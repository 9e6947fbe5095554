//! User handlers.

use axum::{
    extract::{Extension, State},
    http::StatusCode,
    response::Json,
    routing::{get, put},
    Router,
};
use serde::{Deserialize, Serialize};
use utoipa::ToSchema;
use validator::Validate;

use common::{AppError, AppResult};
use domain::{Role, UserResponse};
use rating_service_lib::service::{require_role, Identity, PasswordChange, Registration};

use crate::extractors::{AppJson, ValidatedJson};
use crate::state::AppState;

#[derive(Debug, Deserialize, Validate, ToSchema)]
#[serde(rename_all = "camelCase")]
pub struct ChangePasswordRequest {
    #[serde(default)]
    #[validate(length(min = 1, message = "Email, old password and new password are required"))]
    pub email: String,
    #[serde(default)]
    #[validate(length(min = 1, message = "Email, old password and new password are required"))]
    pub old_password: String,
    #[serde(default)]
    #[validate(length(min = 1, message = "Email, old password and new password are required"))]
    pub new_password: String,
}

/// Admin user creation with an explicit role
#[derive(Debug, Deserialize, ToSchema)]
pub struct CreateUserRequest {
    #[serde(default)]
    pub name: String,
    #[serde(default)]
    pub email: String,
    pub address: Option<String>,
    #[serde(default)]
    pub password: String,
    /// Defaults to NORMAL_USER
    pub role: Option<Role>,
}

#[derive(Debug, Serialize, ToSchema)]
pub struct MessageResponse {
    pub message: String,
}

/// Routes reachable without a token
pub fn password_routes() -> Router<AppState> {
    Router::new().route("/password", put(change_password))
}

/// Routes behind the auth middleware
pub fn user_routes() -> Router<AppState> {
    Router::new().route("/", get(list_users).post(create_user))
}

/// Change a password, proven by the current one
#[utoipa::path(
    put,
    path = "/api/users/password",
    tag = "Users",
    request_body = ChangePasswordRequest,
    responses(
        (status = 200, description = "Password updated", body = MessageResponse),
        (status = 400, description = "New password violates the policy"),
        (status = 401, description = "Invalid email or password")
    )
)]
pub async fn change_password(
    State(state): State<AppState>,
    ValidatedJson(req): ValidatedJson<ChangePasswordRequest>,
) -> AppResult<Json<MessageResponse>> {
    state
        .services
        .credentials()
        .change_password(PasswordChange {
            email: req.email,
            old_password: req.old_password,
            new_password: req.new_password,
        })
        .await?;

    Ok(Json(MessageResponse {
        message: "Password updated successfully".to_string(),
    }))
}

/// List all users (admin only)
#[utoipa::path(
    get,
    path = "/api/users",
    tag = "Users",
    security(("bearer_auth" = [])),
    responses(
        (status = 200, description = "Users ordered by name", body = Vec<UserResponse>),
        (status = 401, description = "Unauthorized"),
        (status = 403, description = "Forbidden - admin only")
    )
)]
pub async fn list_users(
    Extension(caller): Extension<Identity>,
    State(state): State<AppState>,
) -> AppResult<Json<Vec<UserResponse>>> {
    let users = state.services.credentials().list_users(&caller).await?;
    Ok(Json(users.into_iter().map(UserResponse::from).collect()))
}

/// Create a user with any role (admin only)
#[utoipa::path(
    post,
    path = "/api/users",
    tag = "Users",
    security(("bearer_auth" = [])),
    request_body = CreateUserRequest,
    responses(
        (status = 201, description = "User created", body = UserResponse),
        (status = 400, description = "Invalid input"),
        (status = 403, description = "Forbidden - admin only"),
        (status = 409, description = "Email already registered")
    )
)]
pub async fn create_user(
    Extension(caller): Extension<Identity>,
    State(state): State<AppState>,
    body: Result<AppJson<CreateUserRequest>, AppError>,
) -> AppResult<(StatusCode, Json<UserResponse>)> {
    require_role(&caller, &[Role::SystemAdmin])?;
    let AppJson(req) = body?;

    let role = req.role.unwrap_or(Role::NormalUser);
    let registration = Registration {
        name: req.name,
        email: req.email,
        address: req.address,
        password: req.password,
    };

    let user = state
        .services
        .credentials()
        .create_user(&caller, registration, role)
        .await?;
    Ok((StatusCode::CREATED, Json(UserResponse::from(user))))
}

######

» Instructions for the task:
The records above are to be returned exactly as they appear.

» Your response:
repository 9e6947fbe5095554
//! User handlers.

use axum::{
    extract::{Extension, State},
    http::StatusCode,
    response::Json,
    routing::{get, put},
    Router,
};
use serde::{Deserialize, Serialize};
use utoipa::ToSchema;
use validator::Validate;

use common::{AppError, AppResult};
use domain::{Role, UserResponse};
use rating_service_lib::service::{require_role, Identity, PasswordChange, Registration};

use crate::extractors::{AppJson, ValidatedJson};
use crate::state::AppState;

#[derive(Debug, Deserialize, Validate, ToSchema)]
#[serde(rename_all = "camelCase")]
pub struct ChangePasswordRequest {
    #[serde(default)]
    #[validate(length(min = 1, message = "Email, old password and new password are required"))]
    pub email: String,
    #[serde(default)]
    #[validate(length(min = 1, message = "Email, old password and new password are required"))]
    pub old_password: String,
    #[serde(default)]
    #[validate(length(min = 1, message = "Email, old password and new password are required"))]
    pub new_password: String,
}

/// Admin user creation with an explicit role
#[derive(Debug, Deserialize, ToSchema)]
pub struct CreateUserRequest {
    #[serde(default)]
    pub name: String,
    #[serde(default)]
    pub email: String,
    pub address: Option<String>,
    #[serde(default)]
    pub password: String,
    /// Defaults to NORMAL_USER
    pub role: Option<Role>,
}

#[derive(Debug, Serialize, ToSchema)]
pub struct MessageResponse {
    pub message: String,
}

/// Routes reachable without a token
pub fn password_routes() -> Router<AppState> {
    Router::new().route("/password", put(change_password))
}

/// Routes behind the auth middleware
pub fn user_routes() -> Router<AppState> {
    Router::new().route("/", get(list_users).post(create_user))
}

/// Change a password, proven by the current one
#[utoipa::path(
    put,
    path = "/api/users/password",
    tag = "Users",
    request_body = ChangePasswordRequest,
    responses(
        (status = 200, description = "Password updated", body = MessageResponse),
        (status = 400, description = "New password violates the policy"),
        (status = 401, description = "Invalid email or password")
    )
)]
pub async fn change_password(
    State(state): State<AppState>,
    ValidatedJson(req): ValidatedJson<ChangePasswordRequest>,
) -> AppResult<Json<MessageResponse>> {
    state
        .services
        .credentials()
        .change_password(PasswordChange {
            email: req.email,
            old_password: req.old_password,
            new_password: req.new_password,
        })
        .await?;

    Ok(Json(MessageResponse {
        message: "Password updated successfully".to_string(),
    }))
}

/// List all users (admin only)
#[utoipa::path(
    get,
    path = "/api/users",
    tag = "Users",
    security(("bearer_auth" = [])),
    responses(
        (status = 200, description = "Users ordered by name", body = Vec<UserResponse>),
        (status = 401, description = "Unauthorized"),
        (status = 403, description = "Forbidden - admin only")
    )
)]
pub async fn list_users(
    Extension(caller): Extension<Identity>,
    State(state): State<AppState>,
) -> AppResult<Json<Vec<UserResponse>>> {
    let users = state.services.credentials().list_users(&caller).await?;
    Ok(Json(users.into_iter().map(UserResponse::from).collect()))
}

/// Create a user with any role (admin only)
#[utoipa::path(
    post,
    path = "/api/users",
    tag = "Users",
    security(("bearer_auth" = [])),
    request_body = CreateUserRequest,
    responses(
        (status = 201, description = "User created", body = UserResponse),
        (status = 400, description = "Invalid input"),
        (status = 403, description = "Forbidden - admin only"),
        (status = 409, description = "Email already registered")
    )
)]
pub async fn create_user(
    Extension(caller): Extension<Identity>,
    State(state): State<AppState>,
    body: Result<AppJson<CreateUserRequest>, AppError>,
) -> AppResult<(StatusCode, Json<UserResponse>)> {
    require_role(&caller, &[Role::SystemAdmin])?;
    let AppJson(req) = body?;

    let role = req.role.unwrap_or(Role::NormalUser);
    let registration = Registration {
        name: req.name,
        email: req.email,
        address: req.address,
        password: req.password,
    };

    let user = state
        .services
        .credentials()
        .create_user(&caller, registration, role)
        .await?;
    Ok((StatusCode::CREATED, Json(UserResponse::from(user))))
}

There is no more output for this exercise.